Like many community organizations, domestic terrorist groups distrust institutional power. They do not
trust mainstream archives to adequately or fairly document them and desire to control their group
narrative, especially with regard to how they are represented to their community.
Many of the individuals in these groups have a fundamental and stated desire to remain off the grid,
including all types of documentation. Many of them also desire to minimize or even eradicate the
documentation of their actions as their beliefs and tactics change.
So how does an archivist address these concerns while meeting the desire for a complete and diverse
record ?
An effective method for working with community archives is building trust and sharing responsibility for
documentary management. This is a risky proposition here. The likelihood of trust and cooperation
between terrorists and bureaucratic agents like archivists is slim. Remember the very mixed results
archivists had with non-terrorist anti-authoritarian groups like Occupy.
A tested method for documentation is the compilation of information in other sources. Surveillance
records, both legal and illegal have detailed information.
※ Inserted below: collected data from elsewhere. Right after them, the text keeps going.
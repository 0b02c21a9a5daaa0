//! The order contract and the aggregator that implements it.
//!
//! Placing an order validates the account and resolves every product before
//! anything is written. Reads rebuild orders from storage rows and refresh
//! their display fields with one bulk catalog call.

use std::collections::HashMap;
use std::sync::Arc;
use std::time::Instant;

use account::AccountApi;
use async_trait::async_trait;
use catalog::{CatalogApi, Product};
use chrono::Utc;
use common::{AccountId, OrderId, Pagination, ProductId, ServiceError};

use crate::error::OrderError;
use crate::model::{LineItem, MAX_QUANTITY, Order, RequestedLine};
use crate::reconstruct::{apply_catalog, reconstruct, referenced_products};
use crate::repository::OrderRepository;

/// Operations the order service offers to its callers.
///
/// Implemented locally by [`OrderAggregator`] and remotely by
/// [`crate::HttpOrderClient`].
#[async_trait]
pub trait OrderApi: Send + Sync {
    /// Validates and stores a new order for `account_id`.
    async fn create_order(
        &self,
        account_id: AccountId,
        lines: Vec<RequestedLine>,
    ) -> Result<Order, ServiceError>;

    /// Fetches one order; `NotFound` if it does not exist.
    async fn get_order(&self, id: &OrderId) -> Result<Order, ServiceError>;

    /// Every order placed by an account, newest first.
    async fn get_orders_for_account(&self, account_id: &AccountId)
    -> Result<Vec<Order>, ServiceError>;

    /// Orders within the clamped window, newest first.
    async fn list_orders(&self, page: Pagination) -> Result<Vec<Order>, ServiceError>;
}

#[async_trait]
impl<T: OrderApi + ?Sized> OrderApi for Arc<T> {
    async fn create_order(
        &self,
        account_id: AccountId,
        lines: Vec<RequestedLine>,
    ) -> Result<Order, ServiceError> {
        (**self).create_order(account_id, lines).await
    }

    async fn get_order(&self, id: &OrderId) -> Result<Order, ServiceError> {
        (**self).get_order(id).await
    }

    async fn get_orders_for_account(
        &self,
        account_id: &AccountId,
    ) -> Result<Vec<Order>, ServiceError> {
        (**self).get_orders_for_account(account_id).await
    }

    async fn list_orders(&self, page: Pagination) -> Result<Vec<Order>, ServiceError> {
        (**self).list_orders(page).await
    }
}

/// Merges requested lines by product and checks their quantities.
///
/// Quantities of repeated products are summed and the first occurrence keeps
/// its position. Every kept line has a positive quantity.
pub fn merge_lines(lines: &[RequestedLine]) -> Result<Vec<(ProductId, u32)>, OrderError> {
    if lines.is_empty() {
        return Err(OrderError::EmptyOrder);
    }

    let mut merged: Vec<(ProductId, i64)> = Vec::with_capacity(lines.len());
    let mut slots: HashMap<&ProductId, usize> = HashMap::new();

    for (position, line) in lines.iter().enumerate() {
        if line.product_id.is_blank() {
            return Err(OrderError::MissingProduct { position });
        }
        if line.quantity <= 0 {
            return Err(OrderError::InvalidQuantity {
                product_id: line.product_id.clone(),
                quantity: line.quantity,
            });
        }
        match slots.get(&line.product_id) {
            Some(&slot) => merged[slot].1 = merged[slot].1.saturating_add(line.quantity),
            None => {
                slots.insert(&line.product_id, merged.len());
                merged.push((line.product_id.clone(), line.quantity));
            }
        }
    }

    merged
        .into_iter()
        .map(|(product_id, quantity)| match u32::try_from(quantity) {
            Ok(q) if q <= MAX_QUANTITY => Ok((product_id, q)),
            _ => Err(OrderError::InvalidQuantity {
                product_id,
                quantity,
            }),
        })
        .collect()
}

/// Order service that validates against the account and catalog services.
pub struct OrderAggregator<R, A, C>
where
    R: OrderRepository,
    A: AccountApi,
    C: CatalogApi,
{
    repository: R,
    accounts: A,
    catalog: C,
}

impl<R, A, C> OrderAggregator<R, A, C>
where
    R: OrderRepository,
    A: AccountApi,
    C: CatalogApi,
{
    /// Creates an aggregator over a store and the two peer services.
    pub fn new(repository: R, accounts: A, catalog: C) -> Self {
        Self {
            repository,
            accounts,
            catalog,
        }
    }

    /// Returns a reference to the underlying repository.
    pub fn repository(&self) -> &R {
        &self.repository
    }

    /// Places an order, recording success and failure metrics.
    #[tracing::instrument(skip(self, lines), fields(account_id = %account_id, requested = lines.len()))]
    pub async fn place_order(
        &self,
        account_id: AccountId,
        lines: Vec<RequestedLine>,
    ) -> Result<Order, OrderError> {
        let started = Instant::now();
        let result = self.try_place_order(account_id, &lines).await;
        metrics::histogram!("order_create_duration_seconds").record(started.elapsed().as_secs_f64());

        match &result {
            Ok(order) => {
                metrics::counter!("orders_created_total").increment(1);
                tracing::info!(
                    order_id = %order.id,
                    total_price = %order.total_price,
                    line_items = order.line_items.len(),
                    "order created"
                );
            }
            Err(e) => {
                metrics::counter!("order_create_failures_total", "reason" => e.reason())
                    .increment(1);
                tracing::warn!(error = %e, reason = e.reason(), "order rejected");
            }
        }
        result
    }

    async fn try_place_order(
        &self,
        account_id: AccountId,
        lines: &[RequestedLine],
    ) -> Result<Order, OrderError> {
        if account_id.is_blank() {
            return Err(OrderError::MissingAccount);
        }
        let merged = merge_lines(lines)?;

        // 1. The account must exist
        match self.accounts.get_account(&account_id).await {
            Ok(_) => {}
            Err(ServiceError::NotFound(_)) => return Err(OrderError::AccountInvalid(account_id)),
            Err(e) => return Err(OrderError::Upstream(e)),
        }

        // 2. Resolve every product with one call
        let ids: Vec<ProductId> = merged.iter().map(|(id, _)| id.clone()).collect();
        let products = self
            .catalog
            .get_products_by_ids(&ids)
            .await
            .map_err(OrderError::Upstream)?;
        let by_id: HashMap<&ProductId, &Product> = products.iter().map(|p| (&p.id, p)).collect();

        let missing: Vec<ProductId> = ids
            .iter()
            .filter(|id| !by_id.contains_key(id))
            .cloned()
            .collect();
        if !missing.is_empty() {
            return Err(OrderError::ProductsNotFound(missing));
        }

        // 3. Snapshot catalog data into the line items
        let line_items: Vec<LineItem> = merged
            .into_iter()
            .filter_map(|(product_id, quantity)| {
                let product = by_id.get(&product_id)?;
                Some(LineItem {
                    price: product.price,
                    name: product.name.clone(),
                    description: product.description.clone(),
                    product_id,
                    quantity,
                })
            })
            .collect();

        // Prices and total must fit the stored NUMERIC(18,4) columns
        let total_price = Order::line_total(&line_items)
            .filter(|total| {
                total.is_storable() && line_items.iter().all(|item| item.price.is_storable())
            })
            .ok_or(OrderError::TotalOutOfRange)?;

        let order = Order {
            id: OrderId::generate(),
            account_id,
            created_at: Utc::now(),
            total_price,
            line_items,
        };

        // 4. Header and lines in one transaction
        self.repository.put_order(&order).await?;
        Ok(order)
    }

    /// Fetches and enriches one order.
    #[tracing::instrument(skip(self))]
    pub async fn find_order(&self, id: &OrderId) -> Result<Order, OrderError> {
        let rows = self.repository.rows_for_order(id).await?;
        let mut orders = reconstruct(rows);
        if orders.is_empty() {
            return Err(OrderError::NotFound(id.clone()));
        }
        self.enrich(&mut orders).await;
        Ok(orders.swap_remove(0))
    }

    /// Fetches and enriches every order of an account.
    #[tracing::instrument(skip(self))]
    pub async fn orders_for_account(&self, account_id: &AccountId) -> Result<Vec<Order>, OrderError> {
        if account_id.is_blank() {
            return Err(OrderError::MissingAccount);
        }
        let rows = self.repository.rows_for_account(account_id).await?;
        let mut orders = reconstruct(rows);
        self.enrich(&mut orders).await;
        tracing::debug!(orders = orders.len(), "orders loaded");
        Ok(orders)
    }

    /// Fetches and enriches a window of orders.
    #[tracing::instrument(skip(self))]
    pub async fn orders_page(&self, page: Pagination) -> Result<Vec<Order>, OrderError> {
        let page = page
            .bounds()
            .map_err(|e| OrderError::InvalidPage(e.message().to_string()))?;
        let rows = self.repository.list_rows(page).await?;
        let mut orders = reconstruct(rows);
        self.enrich(&mut orders).await;
        Ok(orders)
    }

    /// Refreshes line items from the catalog with one bulk call.
    ///
    /// Never fails: unknown products and an unreachable catalog both leave
    /// the stored snapshot in place.
    async fn enrich(&self, orders: &mut [Order]) {
        let ids = referenced_products(orders);
        if ids.is_empty() {
            return;
        }

        match self.catalog.get_products_by_ids(&ids).await {
            Ok(products) => {
                let missing = apply_catalog(orders, &products);
                if !missing.is_empty() {
                    metrics::counter!("order_enrichment_misses_total")
                        .increment(missing.len() as u64);
                    tracing::warn!(missing = ?missing, "products no longer in catalog, keeping snapshot");
                }
            }
            Err(e) => {
                metrics::counter!("order_enrichment_misses_total").increment(ids.len() as u64);
                tracing::warn!(error = %e, products = ids.len(), "catalog enrichment skipped");
            }
        }
    }
}

#[async_trait]
impl<R, A, C> OrderApi for OrderAggregator<R, A, C>
where
    R: OrderRepository,
    A: AccountApi,
    C: CatalogApi,
{
    async fn create_order(
        &self,
        account_id: AccountId,
        lines: Vec<RequestedLine>,
    ) -> Result<Order, ServiceError> {
        Ok(self.place_order(account_id, lines).await?)
    }

    async fn get_order(&self, id: &OrderId) -> Result<Order, ServiceError> {
        Ok(self.find_order(id).await?)
    }

    async fn get_orders_for_account(
        &self,
        account_id: &AccountId,
    ) -> Result<Vec<Order>, ServiceError> {
        Ok(self.orders_for_account(account_id).await?)
    }

    async fn list_orders(&self, page: Pagination) -> Result<Vec<Order>, ServiceError> {
        Ok(self.orders_page(page).await?)
    }
}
The Portland Police Watcher files, document
nearly every group that ever assembled in Portland – from the Sierra Club to groups like the KKK or the
Aryan Brotherhood. Media accounts and law enforcement reports are other sources of documentation.
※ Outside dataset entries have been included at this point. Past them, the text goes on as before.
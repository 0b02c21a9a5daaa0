//! Catalog service entry point.

use std::sync::Arc;

use catalog::{CatalogService, InMemoryProductRepository, PostgresProductRepository};
use common::ServiceConfig;

#[tokio::main]
async fn main() {
    // 1. Configuration and tracing
    let config = ServiceConfig::from_env(8082);
    common::telemetry::init(&config);

    // 2. Storage: PostgreSQL when configured, otherwise in-memory
    let app = match &config.database_url {
        Some(url) => {
            let pool = common::db::connect_with_retry(url, config.database_connect_attempts)
                .await
                .expect("failed to connect to database");
            let repository = PostgresProductRepository::new(pool);
            repository
                .run_migrations()
                .await
                .expect("failed to run migrations");
            catalog::routes::router(Arc::new(CatalogService::new(repository)))
        }
        None => {
            tracing::warn!("DATABASE_URL not set, using in-memory catalog store");
            catalog::routes::router(Arc::new(CatalogService::new(
                InMemoryProductRepository::new(),
            )))
        }
    };

    // 3. Serve
    common::http::serve(app, &config.addr())
        .await
        .expect("server error");
}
But these sources often tell a limited story mediated by very unsympathetic groups.
Social media can provide a more authentic story. Bergis Jules and Ed Summers show in their article
“Documenting the Now” how twitter collections can provide multi-voiced descriptions of a group’s
activities. This same strategy could allow more authentic domestic terrorist stories to emerge.
Another method is the documentation of terrorist activity when it is no longer a threat to the individuals
involved. For example, members of the weather underground began to provide information and share
their archives after threat of legal action had passed. This has the advantage of allowing the persons
involved to tell their own stories. But these stories can also be subject to nostalgia and self-interested
selectivity.
Court records are also one of the few institutional documentary sources which allow the terrorist’s voice
to come through. Much of what we know about Tim McVeigh’s and Ted Kaczinski’s stories is located in
court testimony and court evidence.
Documenting terrorists is not without issues. First and foremost are issues of safety. Physical safety of
both the archivist and the terrorist can be an immediate concern. But the long-term safety of parties can
also be compromised, even with well intentioned guarantees, as the Boston College Belfast Project oral
histories resolution revealed.
Another issue is the construction and control of narrative. In a post-custodial world, where collections
are not in the archivist’s control and the communities that own them contest with each other to shape
an event’s narrative , maybe the role of archival appraisal is in deciding which communities’ stories are
necessary to create a full and truthful record.
This requires the archivist to confront their own prejudices and biases honestly. Our founding fathers
were domestic terrorists once. Right or wrong, terrorists believe that their only recourse in the face of
unresponsive power is violence. That story needs to be told and heard. When it comes to the diversity of
the American record, the archivist’s role is to insure that the powerless and the oppressed have an equal
voice in our national record. The powerful don’t need our help being heard.